*** Given records
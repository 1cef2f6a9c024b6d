//! 설정 파일 관리.
//!
//! 플랫폼별 설정 디렉토리에 JSON 파일로 설정을 저장/로드한다.

use crate::config::AppConfig;
use crate::error::CoreError;
use directories::ProjectDirs;
use parking_lot::RwLock;
use std::fs;
use std::path::{Path, PathBuf};
use std::sync::Arc;
use tracing::{debug, info};

/// 설정 파일 이름
const CONFIG_FILE_NAME: &str = "config.json";

/// 설정 관리자
///
/// 설정 파일의 로드/저장 및 런타임 설정 변경을 관리한다.
#[derive(Debug, Clone)]
pub struct ConfigManager {
    /// 현재 설정 (스레드 안전)
    config: Arc<RwLock<AppConfig>>,
    /// 설정 파일 경로
    config_path: PathBuf,
}

impl ConfigManager {
    /// 기본 경로로 설정 관리자 생성 및 설정 로드
    ///
    /// 설정 파일이 없으면 기본 설정을 생성하고 저장한다.
    pub fn new() -> Result<Self, CoreError> {
        let config_path = Self::config_dir()?.join(CONFIG_FILE_NAME);
        Self::with_path(config_path)
    }

    /// 지정된 경로로 설정 관리자 생성
    pub fn with_path(config_path: PathBuf) -> Result<Self, CoreError> {
        if let Some(parent) = config_path.parent() {
            if !parent.as_os_str().is_empty() && !parent.exists() {
                fs::create_dir_all(parent).map_err(|e| {
                    CoreError::Config(format!(
                        "설정 디렉토리 생성 실패: {}: {}",
                        parent.display(),
                        e
                    ))
                })?;
                info!("설정 디렉토리 생성: {}", parent.display());
            }
        }

        let config = if config_path.exists() {
            Self::load_from_file(&config_path)?
        } else {
            let default_config = AppConfig::default_config();
            Self::save_to_file(&config_path, &default_config)?;
            info!("기본 설정 파일 생성: {}", config_path.display());
            default_config
        };

        Ok(Self {
            config: Arc::new(RwLock::new(config)),
            config_path,
        })
    }

    /// 현재 설정 반환 (복제본)
    pub fn get(&self) -> AppConfig {
        self.config.read().clone()
    }

    /// 설정 업데이트 및 파일 저장
    pub fn update(&self, new_config: AppConfig) -> Result<(), CoreError> {
        *self.config.write() = new_config.clone();
        Self::save_to_file(&self.config_path, &new_config)?;
        debug!("설정 저장 완료: {}", self.config_path.display());
        Ok(())
    }

    /// 특정 필드만 업데이트
    pub fn update_with<F>(&self, updater: F) -> Result<AppConfig, CoreError>
    where
        F: FnOnce(&mut AppConfig),
    {
        let mut config = self.get();
        updater(&mut config);
        self.update(config.clone())?;
        Ok(config)
    }

    /// 설정 파일 경로 반환
    pub fn config_path(&self) -> &Path {
        &self.config_path
    }

    /// 설정 다시 로드
    pub fn reload(&self) -> Result<(), CoreError> {
        let config = Self::load_from_file(&self.config_path)?;
        *self.config.write() = config;
        info!("설정 다시 로드 완료");
        Ok(())
    }

    /// 플랫폼별 설정 디렉토리 경로
    ///
    /// - macOS: `~/Library/Application Support/io.soteria.soteria/`
    /// - Windows: `%APPDATA%\soteria\soteria\config\`
    /// - Linux: `~/.config/soteria/` (XDG)
    pub fn config_dir() -> Result<PathBuf, CoreError> {
        ProjectDirs::from("io", "soteria", "soteria")
            .map(|p| p.config_dir().to_path_buf())
            .ok_or_else(|| CoreError::Config("홈 디렉토리를 찾을 수 없습니다".to_string()))
    }

    fn load_from_file(path: &Path) -> Result<AppConfig, CoreError> {
        let content = fs::read_to_string(path).map_err(|e| {
            CoreError::Config(format!("설정 파일 읽기 실패: {}: {}", path.display(), e))
        })?;

        let config: AppConfig = serde_json::from_str(&content).map_err(|e| {
            CoreError::Config(format!("설정 파일 파싱 실패: {}: {}", path.display(), e))
        })?;

        debug!("설정 파일 로드 완료: {}", path.display());
        Ok(config)
    }

    fn save_to_file(path: &Path, config: &AppConfig) -> Result<(), CoreError> {
        let content = serde_json::to_string_pretty(config)
            .map_err(|e| CoreError::Config(format!("설정 직렬화 실패: {}", e)))?;

        fs::write(path, content).map_err(|e| {
            CoreError::Config(format!("설정 파일 저장 실패: {}: {}", path.display(), e))
        })?;

        Ok(())
    }
}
******
> _What this task involves_: Go through the entries and copy every line with "parent".

> _Answer box_:
        if let Some(parent) = config_path.parent() {
            if !parent.as_os_str().is_empty() && !parent.exists() {
                fs::create_dir_all(parent).map_err(|e| {
                        parent.display(),
                info!("설정 디렉토리 생성: {}", parent.display());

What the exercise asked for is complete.